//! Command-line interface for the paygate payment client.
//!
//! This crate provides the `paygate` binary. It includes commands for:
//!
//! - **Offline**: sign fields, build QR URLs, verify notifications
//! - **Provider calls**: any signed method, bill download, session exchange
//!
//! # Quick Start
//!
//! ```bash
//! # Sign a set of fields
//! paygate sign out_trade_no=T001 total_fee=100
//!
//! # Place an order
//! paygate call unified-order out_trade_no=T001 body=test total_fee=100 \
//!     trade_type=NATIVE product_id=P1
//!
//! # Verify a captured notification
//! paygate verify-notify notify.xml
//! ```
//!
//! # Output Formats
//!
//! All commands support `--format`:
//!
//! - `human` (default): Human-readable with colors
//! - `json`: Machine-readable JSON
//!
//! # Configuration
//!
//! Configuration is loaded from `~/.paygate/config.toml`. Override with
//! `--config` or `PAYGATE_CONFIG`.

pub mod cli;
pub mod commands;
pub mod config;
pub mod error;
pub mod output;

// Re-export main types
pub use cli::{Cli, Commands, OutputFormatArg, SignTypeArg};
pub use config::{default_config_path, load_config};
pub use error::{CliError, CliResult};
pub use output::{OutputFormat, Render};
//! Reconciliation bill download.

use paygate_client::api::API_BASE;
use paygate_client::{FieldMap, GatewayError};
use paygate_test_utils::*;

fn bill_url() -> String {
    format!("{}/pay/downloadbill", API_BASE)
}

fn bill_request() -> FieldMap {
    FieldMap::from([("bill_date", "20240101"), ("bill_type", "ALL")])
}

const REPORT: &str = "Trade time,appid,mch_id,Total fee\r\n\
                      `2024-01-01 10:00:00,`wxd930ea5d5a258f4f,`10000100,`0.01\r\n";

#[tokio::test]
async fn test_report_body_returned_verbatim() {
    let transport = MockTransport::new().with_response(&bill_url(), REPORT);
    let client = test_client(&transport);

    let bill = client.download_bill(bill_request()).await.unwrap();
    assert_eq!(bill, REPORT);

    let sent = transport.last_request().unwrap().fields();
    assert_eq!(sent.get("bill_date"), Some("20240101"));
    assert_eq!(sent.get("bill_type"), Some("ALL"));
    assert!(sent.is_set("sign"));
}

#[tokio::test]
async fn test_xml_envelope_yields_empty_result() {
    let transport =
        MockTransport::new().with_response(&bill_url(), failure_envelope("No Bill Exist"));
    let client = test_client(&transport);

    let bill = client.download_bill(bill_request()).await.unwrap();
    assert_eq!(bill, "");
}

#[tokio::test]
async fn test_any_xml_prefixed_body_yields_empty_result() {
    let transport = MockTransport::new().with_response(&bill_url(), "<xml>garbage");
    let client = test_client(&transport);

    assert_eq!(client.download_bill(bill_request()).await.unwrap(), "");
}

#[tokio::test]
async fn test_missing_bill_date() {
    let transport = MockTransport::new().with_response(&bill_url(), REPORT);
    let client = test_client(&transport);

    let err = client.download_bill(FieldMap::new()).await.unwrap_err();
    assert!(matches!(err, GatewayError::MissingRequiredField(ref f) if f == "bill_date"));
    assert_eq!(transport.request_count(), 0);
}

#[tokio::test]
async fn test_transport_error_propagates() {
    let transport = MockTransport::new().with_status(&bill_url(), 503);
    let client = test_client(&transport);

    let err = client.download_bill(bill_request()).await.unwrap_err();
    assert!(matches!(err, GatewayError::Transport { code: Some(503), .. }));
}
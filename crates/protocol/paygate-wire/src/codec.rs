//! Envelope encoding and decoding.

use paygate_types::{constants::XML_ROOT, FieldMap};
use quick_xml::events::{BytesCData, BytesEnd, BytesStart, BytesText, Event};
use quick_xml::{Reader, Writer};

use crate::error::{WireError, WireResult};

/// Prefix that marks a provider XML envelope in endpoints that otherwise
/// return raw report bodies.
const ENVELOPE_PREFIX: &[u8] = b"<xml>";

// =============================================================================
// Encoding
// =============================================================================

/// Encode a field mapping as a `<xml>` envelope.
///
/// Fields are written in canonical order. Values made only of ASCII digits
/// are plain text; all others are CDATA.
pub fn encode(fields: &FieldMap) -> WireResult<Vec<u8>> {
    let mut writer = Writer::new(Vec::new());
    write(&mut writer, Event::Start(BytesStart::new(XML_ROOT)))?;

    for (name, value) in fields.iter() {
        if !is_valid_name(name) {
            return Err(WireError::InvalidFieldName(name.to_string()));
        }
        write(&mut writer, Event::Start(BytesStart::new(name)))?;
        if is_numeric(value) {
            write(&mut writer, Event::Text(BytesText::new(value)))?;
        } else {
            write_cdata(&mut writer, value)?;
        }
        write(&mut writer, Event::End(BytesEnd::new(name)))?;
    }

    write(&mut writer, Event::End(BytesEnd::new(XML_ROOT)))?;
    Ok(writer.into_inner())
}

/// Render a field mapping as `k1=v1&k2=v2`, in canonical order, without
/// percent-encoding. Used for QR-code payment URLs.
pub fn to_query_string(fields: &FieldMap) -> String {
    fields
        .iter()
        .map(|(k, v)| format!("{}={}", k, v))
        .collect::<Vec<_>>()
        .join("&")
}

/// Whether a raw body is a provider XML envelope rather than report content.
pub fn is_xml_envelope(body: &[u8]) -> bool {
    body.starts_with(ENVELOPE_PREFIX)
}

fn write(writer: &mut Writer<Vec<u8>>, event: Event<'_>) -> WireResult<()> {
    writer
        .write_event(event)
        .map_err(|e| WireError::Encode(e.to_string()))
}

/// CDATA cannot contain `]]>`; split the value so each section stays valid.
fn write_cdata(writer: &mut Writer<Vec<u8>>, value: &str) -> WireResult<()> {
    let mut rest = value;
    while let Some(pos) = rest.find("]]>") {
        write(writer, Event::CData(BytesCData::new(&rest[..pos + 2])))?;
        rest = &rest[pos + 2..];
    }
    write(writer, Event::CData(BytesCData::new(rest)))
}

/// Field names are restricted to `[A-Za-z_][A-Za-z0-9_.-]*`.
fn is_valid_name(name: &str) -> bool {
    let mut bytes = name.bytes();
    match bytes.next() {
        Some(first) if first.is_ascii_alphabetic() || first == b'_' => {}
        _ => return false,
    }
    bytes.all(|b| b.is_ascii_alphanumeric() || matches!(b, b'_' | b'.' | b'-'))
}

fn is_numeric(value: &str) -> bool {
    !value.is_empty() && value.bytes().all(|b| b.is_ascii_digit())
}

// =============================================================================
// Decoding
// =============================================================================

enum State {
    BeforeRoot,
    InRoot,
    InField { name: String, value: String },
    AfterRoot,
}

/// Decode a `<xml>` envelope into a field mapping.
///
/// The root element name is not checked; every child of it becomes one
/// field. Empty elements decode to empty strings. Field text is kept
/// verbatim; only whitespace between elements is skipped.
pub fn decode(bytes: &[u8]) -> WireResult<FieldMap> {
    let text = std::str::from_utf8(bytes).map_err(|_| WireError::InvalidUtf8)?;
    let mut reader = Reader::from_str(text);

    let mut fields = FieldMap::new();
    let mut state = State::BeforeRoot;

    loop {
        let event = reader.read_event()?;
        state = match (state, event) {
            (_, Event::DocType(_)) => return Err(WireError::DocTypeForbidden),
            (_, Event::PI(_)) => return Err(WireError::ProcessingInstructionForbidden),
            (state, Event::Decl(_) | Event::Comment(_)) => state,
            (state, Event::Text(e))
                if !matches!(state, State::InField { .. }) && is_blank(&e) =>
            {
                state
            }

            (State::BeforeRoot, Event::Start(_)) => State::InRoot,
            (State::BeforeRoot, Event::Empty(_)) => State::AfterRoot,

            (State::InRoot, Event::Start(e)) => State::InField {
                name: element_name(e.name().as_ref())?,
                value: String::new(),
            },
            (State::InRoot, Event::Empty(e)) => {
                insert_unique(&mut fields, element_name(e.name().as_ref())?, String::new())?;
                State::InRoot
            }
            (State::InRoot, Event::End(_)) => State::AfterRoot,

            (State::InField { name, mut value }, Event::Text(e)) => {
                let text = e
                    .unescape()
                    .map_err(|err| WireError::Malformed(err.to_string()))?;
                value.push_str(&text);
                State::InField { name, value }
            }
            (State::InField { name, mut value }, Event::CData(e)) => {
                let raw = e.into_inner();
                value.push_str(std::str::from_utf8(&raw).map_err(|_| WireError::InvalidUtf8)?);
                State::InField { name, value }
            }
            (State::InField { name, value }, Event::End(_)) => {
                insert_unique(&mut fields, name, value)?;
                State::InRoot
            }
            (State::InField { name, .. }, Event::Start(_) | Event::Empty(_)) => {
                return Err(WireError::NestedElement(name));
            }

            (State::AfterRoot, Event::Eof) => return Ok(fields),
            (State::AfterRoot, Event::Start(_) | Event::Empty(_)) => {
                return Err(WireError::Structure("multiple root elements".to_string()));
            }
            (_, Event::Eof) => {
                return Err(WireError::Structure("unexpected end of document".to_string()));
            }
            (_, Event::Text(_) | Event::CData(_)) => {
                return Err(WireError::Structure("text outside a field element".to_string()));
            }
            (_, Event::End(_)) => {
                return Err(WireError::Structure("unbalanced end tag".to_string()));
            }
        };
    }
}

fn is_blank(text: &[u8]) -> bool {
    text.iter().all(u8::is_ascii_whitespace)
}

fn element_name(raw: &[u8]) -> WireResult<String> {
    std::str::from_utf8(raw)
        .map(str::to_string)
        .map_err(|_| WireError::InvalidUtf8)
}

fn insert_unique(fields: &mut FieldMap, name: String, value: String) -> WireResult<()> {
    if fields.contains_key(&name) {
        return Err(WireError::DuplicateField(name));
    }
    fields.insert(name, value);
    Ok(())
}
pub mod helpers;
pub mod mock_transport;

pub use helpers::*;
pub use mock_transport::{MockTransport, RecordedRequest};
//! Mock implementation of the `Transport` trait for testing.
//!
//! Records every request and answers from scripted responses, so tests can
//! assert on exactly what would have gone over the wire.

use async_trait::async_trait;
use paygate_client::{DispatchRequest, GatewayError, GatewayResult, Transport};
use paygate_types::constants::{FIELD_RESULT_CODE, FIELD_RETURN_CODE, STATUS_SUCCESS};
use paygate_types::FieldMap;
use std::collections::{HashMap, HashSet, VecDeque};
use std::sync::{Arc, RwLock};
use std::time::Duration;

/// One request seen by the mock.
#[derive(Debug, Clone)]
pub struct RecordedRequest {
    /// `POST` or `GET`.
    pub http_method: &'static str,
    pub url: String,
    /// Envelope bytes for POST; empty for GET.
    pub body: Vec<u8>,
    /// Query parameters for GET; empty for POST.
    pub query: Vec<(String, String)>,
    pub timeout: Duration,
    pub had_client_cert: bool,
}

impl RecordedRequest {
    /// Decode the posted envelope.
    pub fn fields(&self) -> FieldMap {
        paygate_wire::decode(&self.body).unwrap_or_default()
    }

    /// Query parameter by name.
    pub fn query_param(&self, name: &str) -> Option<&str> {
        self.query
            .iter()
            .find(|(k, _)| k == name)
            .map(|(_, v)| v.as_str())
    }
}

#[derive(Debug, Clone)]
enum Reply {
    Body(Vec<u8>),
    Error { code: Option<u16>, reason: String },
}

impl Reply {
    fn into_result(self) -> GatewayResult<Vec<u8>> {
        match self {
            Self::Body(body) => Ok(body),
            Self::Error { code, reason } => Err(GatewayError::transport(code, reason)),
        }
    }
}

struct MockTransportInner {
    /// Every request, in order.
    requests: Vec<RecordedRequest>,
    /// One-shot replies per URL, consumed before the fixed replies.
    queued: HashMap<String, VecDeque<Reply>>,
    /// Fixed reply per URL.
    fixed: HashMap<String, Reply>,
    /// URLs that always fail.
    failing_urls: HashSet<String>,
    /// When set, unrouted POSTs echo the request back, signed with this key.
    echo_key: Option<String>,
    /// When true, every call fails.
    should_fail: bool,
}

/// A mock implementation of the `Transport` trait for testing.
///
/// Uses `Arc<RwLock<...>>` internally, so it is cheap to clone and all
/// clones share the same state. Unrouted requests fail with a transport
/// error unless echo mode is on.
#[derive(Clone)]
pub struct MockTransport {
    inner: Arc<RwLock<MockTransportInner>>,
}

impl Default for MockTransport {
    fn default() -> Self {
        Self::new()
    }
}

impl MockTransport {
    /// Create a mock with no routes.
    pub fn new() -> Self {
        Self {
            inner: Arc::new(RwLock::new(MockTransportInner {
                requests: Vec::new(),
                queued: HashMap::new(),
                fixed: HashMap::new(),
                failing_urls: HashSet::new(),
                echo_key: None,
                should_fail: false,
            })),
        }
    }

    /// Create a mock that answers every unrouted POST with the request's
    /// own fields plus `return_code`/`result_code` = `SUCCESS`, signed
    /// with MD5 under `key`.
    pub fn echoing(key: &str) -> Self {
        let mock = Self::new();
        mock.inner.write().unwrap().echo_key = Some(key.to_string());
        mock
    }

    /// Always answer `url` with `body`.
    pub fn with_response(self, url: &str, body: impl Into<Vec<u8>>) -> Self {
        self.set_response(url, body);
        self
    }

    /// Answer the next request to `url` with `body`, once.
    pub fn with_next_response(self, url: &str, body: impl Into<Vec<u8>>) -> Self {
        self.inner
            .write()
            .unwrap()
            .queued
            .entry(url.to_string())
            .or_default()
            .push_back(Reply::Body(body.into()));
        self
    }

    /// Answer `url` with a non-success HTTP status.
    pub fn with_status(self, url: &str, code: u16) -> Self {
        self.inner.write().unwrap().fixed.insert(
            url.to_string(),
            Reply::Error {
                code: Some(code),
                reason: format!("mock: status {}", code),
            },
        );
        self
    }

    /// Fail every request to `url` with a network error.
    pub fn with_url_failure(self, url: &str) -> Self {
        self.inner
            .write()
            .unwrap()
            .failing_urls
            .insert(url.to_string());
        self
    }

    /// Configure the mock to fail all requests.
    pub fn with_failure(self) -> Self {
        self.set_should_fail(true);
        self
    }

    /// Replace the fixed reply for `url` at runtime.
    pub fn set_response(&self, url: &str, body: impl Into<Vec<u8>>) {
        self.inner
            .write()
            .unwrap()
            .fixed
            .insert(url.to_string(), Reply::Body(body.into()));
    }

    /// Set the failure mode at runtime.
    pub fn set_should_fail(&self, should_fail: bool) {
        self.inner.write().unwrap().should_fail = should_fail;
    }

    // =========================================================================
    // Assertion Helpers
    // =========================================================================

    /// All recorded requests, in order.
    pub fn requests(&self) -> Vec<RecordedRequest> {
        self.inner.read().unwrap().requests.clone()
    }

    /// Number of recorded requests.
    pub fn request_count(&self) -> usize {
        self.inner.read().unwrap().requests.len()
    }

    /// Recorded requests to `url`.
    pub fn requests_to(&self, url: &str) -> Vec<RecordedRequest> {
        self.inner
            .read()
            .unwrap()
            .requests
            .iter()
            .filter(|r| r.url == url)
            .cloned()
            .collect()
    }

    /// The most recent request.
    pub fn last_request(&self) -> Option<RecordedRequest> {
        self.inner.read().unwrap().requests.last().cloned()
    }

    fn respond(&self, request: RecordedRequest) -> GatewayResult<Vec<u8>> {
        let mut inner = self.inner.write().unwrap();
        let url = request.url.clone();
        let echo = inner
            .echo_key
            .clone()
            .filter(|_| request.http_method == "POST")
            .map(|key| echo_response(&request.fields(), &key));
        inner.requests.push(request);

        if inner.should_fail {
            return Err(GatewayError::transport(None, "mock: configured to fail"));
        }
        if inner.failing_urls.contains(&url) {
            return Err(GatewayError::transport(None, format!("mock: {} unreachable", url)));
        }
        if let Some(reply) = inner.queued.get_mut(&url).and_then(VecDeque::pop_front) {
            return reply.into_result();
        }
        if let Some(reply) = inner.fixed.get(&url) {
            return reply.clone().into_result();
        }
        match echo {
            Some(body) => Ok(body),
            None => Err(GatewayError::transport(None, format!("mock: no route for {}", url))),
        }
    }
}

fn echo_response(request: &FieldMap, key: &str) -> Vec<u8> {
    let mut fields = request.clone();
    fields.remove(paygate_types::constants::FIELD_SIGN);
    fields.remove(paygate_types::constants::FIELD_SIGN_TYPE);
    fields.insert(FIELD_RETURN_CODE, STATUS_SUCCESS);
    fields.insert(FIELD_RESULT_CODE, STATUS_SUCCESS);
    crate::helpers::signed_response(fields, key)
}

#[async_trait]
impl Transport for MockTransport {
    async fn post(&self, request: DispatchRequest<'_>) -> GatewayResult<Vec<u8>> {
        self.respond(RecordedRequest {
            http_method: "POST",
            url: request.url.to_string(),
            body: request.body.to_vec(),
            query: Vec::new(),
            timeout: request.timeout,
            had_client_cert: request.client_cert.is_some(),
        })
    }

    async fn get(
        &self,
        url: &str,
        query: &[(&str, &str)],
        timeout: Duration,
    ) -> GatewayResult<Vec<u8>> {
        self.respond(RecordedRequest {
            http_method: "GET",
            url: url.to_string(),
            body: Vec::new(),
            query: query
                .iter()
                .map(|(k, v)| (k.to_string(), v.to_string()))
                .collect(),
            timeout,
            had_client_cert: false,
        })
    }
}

Task description
Your output should be the listing's lines, exact and complete, from its first line to the line that contains "Reconciliation bill download.", inclusive.

Result of the exercise
//! Command-line interface for the paygate payment client.
//!
//! This crate provides the `paygate` binary. It includes commands for:
//!
//! - **Offline**: sign fields, build QR URLs, verify notifications
//! - **Provider calls**: any signed method, bill download, session exchange
//!
//! # Quick Start
//!
//! ```bash
//! # Sign a set of fields
//! paygate sign out_trade_no=T001 total_fee=100
//!
//! # Place an order
//! paygate call unified-order out_trade_no=T001 body=test total_fee=100 \
//!     trade_type=NATIVE product_id=P1
//!
//! # Verify a captured notification
//! paygate verify-notify notify.xml
//! ```
//!
//! # Output Formats
//!
//! All commands support `--format`:
//!
//! - `human` (default): Human-readable with colors
//! - `json`: Machine-readable JSON
//!
//! # Configuration
//!
//! Configuration is loaded from `~/.paygate/config.toml`. Override with
//! `--config` or `PAYGATE_CONFIG`.

pub mod cli;
pub mod commands;
pub mod config;
pub mod error;
pub mod output;

// Re-export main types
pub use cli::{Cli, Commands, OutputFormatArg, SignTypeArg};
pub use config::{default_config_path, load_config};
pub use error::{CliError, CliResult};
pub use output::{OutputFormat, Render};
//! Reconciliation bill download.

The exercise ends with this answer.